This is an order: go listen to The Tudors soundtracks (all of them, if you can). If you’ve never heard them before, drop what you’re doing and go listen. Some people might be thinking: if you’re going to include the soundtrack of a sword-fighting epic TV series, why not Game of Thrones? Good question. The Game of Thrones soundtracks are beautiful, but The Tudors wins it for me every time. The music is both energetic and involved, but just benign enough to fade into the background when I’m writing. When I listen to Game of Thrones, the melodies and the songs are too distinct. It’s a sure way to end of fantasizing about Westeros instead of my own writing.

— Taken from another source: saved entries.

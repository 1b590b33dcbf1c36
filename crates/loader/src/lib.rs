//! Dynamic loading of the user-supplied callable.
//!
//! `load` resolves a code location, detects the module's packaging format,
//! evaluates it inside a deno_core `JsRuntime`, binds a possibly dot-nested
//! exported symbol, and validates that it is callable. The result is a
//! [`FunctionHandle`], the process-wide handle to the loaded function.
//! Loading is a one-time, non-retryable operation performed before any
//! request is accepted.

mod esm;
mod ops;
mod resolve;
mod worker;

use std::path::PathBuf;

use serde_json::Value;
use thiserror::Error;
use tokio::sync::{mpsc, oneshot};

pub use resolve::{detect_module_format, resolve_code_location, ModuleFormat};

#[derive(Debug, Error)]
pub enum LoadError {
    #[error("provided code '{0}' is not a loadable module")]
    ModuleNotFound(String),
    #[error(
        "function '{target}' is not defined in the provided module; \
         did you specify the correct target function to execute?"
    )]
    TargetNotFound { target: String },
    #[error("'{target}' needs to be of type function, got: {actual}")]
    TargetNotCallable { target: String, actual: String },
    #[error("provided module can't be loaded: {0}")]
    ModuleLoadError(String),
    #[error("loader worker failed: {0}")]
    Worker(String),
}

#[derive(Debug, Error)]
pub enum InvokeError {
    /// The user callable (or its module graph) threw or rejected.
    #[error("{0}")]
    Function(String),
    /// The isolate worker is unavailable; nothing user code did.
    #[error("function runtime unavailable: {0}")]
    Runtime(String),
}

/// The call shape the bound function is invoked with. Determined once at
/// load time from the configured signature, not inferred per call.
#[derive(Debug, Clone, Copy, PartialEq, Eq)]
pub enum CallShape {
    /// `(req, res)`: request/response pair with a recorder response.
    RequestResponse,
    /// `(cloudevent)`: canonical event in, result out.
    EventOnly,
    /// `(data, context)`: decoded payload in, result out.
    DataInOut,
}

impl CallShape {
    pub(crate) fn invoke_script(self) -> &'static str {
        match self {
            Self::RequestResponse => "globalThis.__fount.invokeHttp()",
            Self::EventOnly => "globalThis.__fount.invokeCloudEvent()",
            Self::DataInOut => "globalThis.__fount.invokeData()",
        }
    }
}

pub struct LoadSpec {
    pub code_location: PathBuf,
    pub target: String,
    pub shape: CallShape,
    /// Capability record bridged into the isolate for the data-in/data-out
    /// shape. `None` keeps the ops installed but unusable.
    pub context: Option<context::InvocationContext>,
}

/// Exclusively-owned reference to the loaded callable. Exactly one exists
/// per process; it is immutable after creation and dropped at exit.
pub struct FunctionHandle {
    shape: CallShape,
    format: ModuleFormat,
    tx: mpsc::UnboundedSender<worker::Invocation>,
}

impl FunctionHandle {
    pub fn shape(&self) -> CallShape {
        self.shape
    }

    pub fn format(&self) -> ModuleFormat {
        self.format
    }

    /// Invoke the bound callable with a payload shaped for the handle's
    /// [`CallShape`]. Errors carry the serialized user-code failure.
    pub async fn invoke(&self, payload: Value) -> Result<Value, InvokeError> {
        let (reply_tx, reply_rx) = oneshot::channel();
        self.tx
            .send(worker::Invocation {
                payload,
                reply: reply_tx,
            })
            .map_err(|_| InvokeError::Runtime("isolate worker has shut down".to_string()))?;
        reply_rx
            .await
            .map_err(|_| InvokeError::Runtime("isolate worker dropped the invocation".to_string()))?
    }
}

/// Load the user function. Any exception raised while evaluating the user
/// module is reported as a [`LoadError`], never a crash; the caller decides
/// to terminate the process.
pub async fn load(spec: LoadSpec) -> Result<FunctionHandle, LoadError> {
    let LoadSpec {
        code_location,
        target,
        shape,
        context,
    } = spec;

    let module_path = resolve::resolve_code_location(&code_location)?;
    let format = resolve::detect_module_format(&module_path);
    tracing::info!(
        "loading {} ({}) target '{}'",
        module_path.display(),
        match format {
            ModuleFormat::EsModule => "es module",
            ModuleFormat::Classic => "classic module",
        },
        target
    );

    let (tx, ready) = worker::spawn(worker::WorkerSpec {
        module_path,
        format,
        target,
        shape,
        context,
    });

    match ready.await {
        Ok(Ok(())) => Ok(FunctionHandle { shape, format, tx }),
        Ok(Err(err)) => Err(err),
        Err(_) => Err(LoadError::Worker(
            "worker exited before reporting readiness".to_string(),
        )),
    }
}
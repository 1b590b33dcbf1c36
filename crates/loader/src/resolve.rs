//! Module path resolution and packaging-format detection.
//!
//! Resolution is deliberately small: absolute and relative file specifiers
//! with extension probing and `index.*` directory entries. Bare npm-style
//! specifiers are not resolvable here; this runtime ships no node_modules
//! walker.

use std::path::{Path, PathBuf};

use crate::LoadError;

/// How the module will be loaded. Decided once per process, cached in the
/// handle, never re-evaluated per request.
#[derive(Debug, Clone, Copy, PartialEq, Eq)]
pub enum ModuleFormat {
    EsModule,
    Classic,
}

const ENTRY_EXTENSIONS: [&str; 3] = ["js", "mjs", "cjs"];
const CLASSIC_EXTENSIONS: [&str; 3] = ["js", "cjs", "json"];

/// Resolve the configured code location to a concrete module file.
pub fn resolve_code_location(code_location: &Path) -> Result<PathBuf, LoadError> {
    let absolute = if code_location.is_absolute() {
        code_location.to_path_buf()
    } else {
        std::env::current_dir()
            .map_err(|err| LoadError::ModuleLoadError(err.to_string()))?
            .join(code_location)
    };
    probe(&absolute, &ENTRY_EXTENSIONS)
        .ok_or_else(|| LoadError::ModuleNotFound(code_location.display().to_string()))
}

/// Resolve a `require()` specifier against the requiring file. Only
/// relative and absolute specifiers are supported.
pub fn resolve_classic_specifier(specifier: &str, referrer: &str) -> Result<PathBuf, LoadError> {
    let path = if specifier.starts_with('/') {
        PathBuf::from(specifier)
    } else if specifier.starts_with("./") || specifier.starts_with("../") {
        let base = Path::new(referrer)
            .parent()
            .unwrap_or_else(|| Path::new("/"));
        base.join(specifier)
    } else {
        return Err(LoadError::ModuleNotFound(format!(
            "bare specifier '{specifier}' (only relative and absolute paths are loadable)"
        )));
    };
    probe(&path, &CLASSIC_EXTENSIONS)
        .ok_or_else(|| LoadError::ModuleNotFound(specifier.to_string()))
}

fn probe(path: &Path, extensions: &[&str]) -> Option<PathBuf> {
    if path.is_file() {
        return Some(path.to_path_buf());
    }
    if path.is_dir() {
        for ext in extensions {
            let candidate = path.join(format!("index.{ext}"));
            if candidate.is_file() {
                return Some(candidate);
            }
        }
        return None;
    }
    if path.extension().is_none() {
        for ext in extensions {
            let candidate = path.with_extension(ext);
            if candidate.is_file() {
                return Some(candidate);
            }
        }
    }
    None
}

/// Determine the packaging format of a resolved module file.
///
/// `.mjs` forces ES-module interpretation, `.cjs` forces classic; otherwise
/// the nearest enclosing `package.json`'s `"type"` field decides, defaulting
/// to classic.
pub fn detect_module_format(module_path: &Path) -> ModuleFormat {
    match module_path.extension().and_then(|ext| ext.to_str()) {
        Some("mjs") => return ModuleFormat::EsModule,
        Some("cjs") => return ModuleFormat::Classic,
        _ => {}
    }

    let start = module_path.parent().unwrap_or_else(|| Path::new("/"));
    for dir in start.ancestors() {
        let manifest = dir.join("package.json");
        if !manifest.is_file() {
            continue;
        }
        let declared = std::fs::read_to_string(&manifest)
            .ok()
            .and_then(|contents| serde_json::from_str::<serde_json::Value>(&contents).ok())
            .and_then(|pkg| {
                pkg.get("type")
                    .and_then(|value| value.as_str())
                    .map(str::to_string)
            });
        return if declared.as_deref() == Some("module") {
            ModuleFormat::EsModule
        } else {
            ModuleFormat::Classic
        };
    }
    ModuleFormat::Classic
}

#[cfg(test)]
mod tests {
    use super::*;

    fn write(dir: &Path, name: &str, contents: &str) -> PathBuf {
        let path = dir.join(name);
        if let Some(parent) = path.parent() {
            std::fs::create_dir_all(parent).unwrap();
        }
        std::fs::write(&path, contents).unwrap();
        path
    }

    #[test]
    fn resolves_exact_file_and_extension_probe() {
        let dir = tempfile::tempdir().unwrap();
        let file = write(dir.path(), "fn.js", "");
        assert_eq!(resolve_code_location(&file).unwrap(), file);
        assert_eq!(
            resolve_code_location(&dir.path().join("fn")).unwrap(),
            file
        );
    }

    #[test]
    fn resolves_directory_index() {
        let dir = tempfile::tempdir().unwrap();
        let index = write(dir.path(), "index.js", "");
        assert_eq!(resolve_code_location(dir.path()).unwrap(), index);
    }

    #[test]
    fn missing_module_is_not_found() {
        let dir = tempfile::tempdir().unwrap();
        let err = resolve_code_location(&dir.path().join("nope.js")).unwrap_err();
        assert!(matches!(err, LoadError::ModuleNotFound(_)));
    }

    #[test]
    fn extension_overrides_win_over_manifest() {
        let dir = tempfile::tempdir().unwrap();
        write(dir.path(), "package.json", r#"{"type":"module"}"#);
        let cjs = write(dir.path(), "a.cjs", "");
        let mjs = write(dir.path(), "b.mjs", "");
        assert_eq!(detect_module_format(&cjs), ModuleFormat::Classic);
        assert_eq!(detect_module_format(&mjs), ModuleFormat::EsModule);
    }

    #[test]
    fn nearest_manifest_decides_plain_js() {
        let dir = tempfile::tempdir().unwrap();
        write(dir.path(), "package.json", r#"{"type":"module"}"#);
        let nested = write(dir.path(), "sub/package.json", r#"{"type":"commonjs"}"#);
        let _ = nested;
        let top = write(dir.path(), "top.js", "");
        let inner = write(dir.path(), "sub/inner.js", "");
        assert_eq!(detect_module_format(&top), ModuleFormat::EsModule);
        assert_eq!(detect_module_format(&inner), ModuleFormat::Classic);
    }

    #[test]
    fn no_manifest_means_classic() {
        let dir = tempfile::tempdir().unwrap();
        let file = write(dir.path(), "plain.js", "");
        assert_eq!(detect_module_format(&file), ModuleFormat::Classic);
    }

    #[test]
    fn classic_specifier_resolution() {
        let dir = tempfile::tempdir().unwrap();
        let lib = write(dir.path(), "lib.js", "");
        let main = write(dir.path(), "main.js", "");
        let resolved =
            resolve_classic_specifier("./lib", main.to_str().unwrap()).unwrap();
        assert_eq!(resolved, lib);
        let err = resolve_classic_specifier("express", main.to_str().unwrap()).unwrap_err();
        assert!(matches!(err, LoadError::ModuleNotFound(_)));
    }
}
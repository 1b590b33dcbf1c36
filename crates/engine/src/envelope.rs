//! Transport-neutral request/response pair. The http crate flattens the
//! axum request into a `RequestEnvelope`; everything inside the engine works
//! on these instead of transport types.

use std::collections::HashMap;

use serde::{Deserialize, Serialize};
use serde_json::Value;

#[derive(Debug, Clone, Serialize, Deserialize)]
pub struct RequestEnvelope {
    pub url: String,
    pub method: String,
    /// Header names are lowercased by the transport.
    pub headers: Vec<(String, String)>,
    pub body: Option<String>,
}

impl RequestEnvelope {
    pub fn header(&self, name: &str) -> Option<&str> {
        self.headers
            .iter()
            .find(|(key, _)| key == name)
            .map(|(_, value)| value.as_str())
    }

    pub fn content_type(&self) -> Option<&str> {
        self.header("content-type")
    }

    /// Body parsed as JSON; a missing body is `None`, a non-JSON body is a
    /// JSON string of the raw bytes.
    pub fn json_body(&self) -> Option<Value> {
        let body = self.body.as_deref()?;
        Some(
            serde_json::from_str(body)
                .unwrap_or_else(|_| Value::String(body.to_string())),
        )
    }
}

#[derive(Debug, Clone, Serialize, Deserialize)]
pub struct ResponseEnvelope {
    pub status: u16,
    #[serde(default)]
    pub headers: HashMap<String, String>,
    #[serde(default)]
    pub body: String,
}

impl ResponseEnvelope {
    pub fn from_value(value: Value) -> Result<Self, serde_json::Error> {
        serde_json::from_value(value)
    }

    /// Empty 200 acknowledgement.
    pub fn ok_empty() -> Self {
        Self {
            status: 200,
            headers: HashMap::new(),
            body: String::new(),
        }
    }

    pub fn ok_json(value: &Value) -> Self {
        let mut headers = HashMap::new();
        headers.insert("content-type".to_string(), "application/json".to_string());
        Self {
            status: 200,
            headers,
            body: value.to_string(),
        }
    }

    /// The catch-and-415 policy: any handler-caught error becomes an
    /// unsupported-media-type response carrying the serialized error.
    pub fn error_unsupported(message: &str, sink: Option<&str>) -> Self {
        let mut payload = serde_json::Map::new();
        payload.insert("error".to_string(), Value::String(message.to_string()));
        if let Some(sink) = sink {
            payload.insert("sink".to_string(), Value::String(sink.to_string()));
        }
        let mut headers = HashMap::new();
        headers.insert("content-type".to_string(), "application/json".to_string());
        Self {
            status: 415,
            headers,
            body: Value::Object(payload).to_string(),
        }
    }
}
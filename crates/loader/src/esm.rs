//! File-system module loader for ES-module user code.
//!
//! Only `file://` specifiers are loadable. Relative imports without an
//! extension are probed the same way the entry location is, so user modules
//! written for Node-style resolution keep working.

use std::path::PathBuf;

use deno_core::{
    resolve_import, ModuleLoadOptions, ModuleLoadReferrer, ModuleLoadResponse, ModuleLoader,
    ModuleSource, ModuleSourceCode, ModuleSpecifier, ModuleType, ResolutionKind,
};
use deno_error::JsErrorBox;

pub struct FsModuleLoader;

impl FsModuleLoader {
    fn load_source(specifier: &ModuleSpecifier) -> Result<ModuleSource, JsErrorBox> {
        let path = specifier
            .to_file_path()
            .map_err(|_| JsErrorBox::generic("only file:// modules are supported"))?;
        let source = std::fs::read_to_string(&path)
            .map_err(|err| JsErrorBox::generic(format!("failed to read {}: {err}", path.display())))?;
        let module_type = match path.extension().and_then(|ext| ext.to_str()) {
            Some("json") => ModuleType::Json,
            _ => ModuleType::JavaScript,
        };
        Ok(ModuleSource::new(
            module_type,
            ModuleSourceCode::String(source.into()),
            specifier,
            None,
        ))
    }

    fn probe(path: PathBuf) -> PathBuf {
        if path.is_file() || path.extension().is_some() {
            return path;
        }
        for ext in ["js", "mjs", "cjs", "json"] {
            let candidate = path.with_extension(ext);
            if candidate.is_file() {
                return candidate;
            }
        }
        path
    }
}

impl ModuleLoader for FsModuleLoader {
    fn resolve(
        &self,
        specifier: &str,
        referrer: &str,
        _kind: ResolutionKind,
    ) -> Result<ModuleSpecifier, JsErrorBox> {
        let resolved = resolve_import(specifier, referrer).map_err(JsErrorBox::from_err)?;
        if resolved.scheme() != "file" {
            return Err(JsErrorBox::generic(format!(
                "unable to resolve module '{specifier}' (only file modules are loadable)"
            )));
        }
        let path = resolved
            .to_file_path()
            .map_err(|_| JsErrorBox::generic("invalid module path"))?;
        ModuleSpecifier::from_file_path(Self::probe(path))
            .map_err(|_| JsErrorBox::generic("invalid module path"))
    }

    fn load(
        &self,
        module_specifier: &ModuleSpecifier,
        _maybe_referrer: Option<&ModuleLoadReferrer>,
        _options: ModuleLoadOptions,
    ) -> ModuleLoadResponse {
        ModuleLoadResponse::Sync(Self::load_source(module_specifier))
    }
}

I recommend all 4 season’s soundtracks if you have access to a streaming service. One master playlist of Seasons 1-4 back-to-back is guaranteed to fuel a very solid writing session. However, if you only want to purchase one, I would recommend the score from Season 2. This soundtrack contains the most powerful songs and the music is particularly exciting (probably because Season 2 of the show covers the juicy Anne Boleyn plotline).

Key tracks, Season 1: Main title, “Henry Meets Anne Boleyn”; “An Historic Love”; “Wolsey Commits Suicide/Finale”

Key tracks, Season 2: “And So It Begins”; “Katherine Stripped of Her Jewels”; “Nothing on Earth Shall Spoil This Day”; “Farewell to a Queen”

Key tracks, Season 3: “A Howling Wilderness”; “A Fight in Court”

Key tracks, Season 4: “The Execution Ballet”

Good for… Paper writing, writing scenes of courtly love, tragic romance, or other heart-wrenching fiction.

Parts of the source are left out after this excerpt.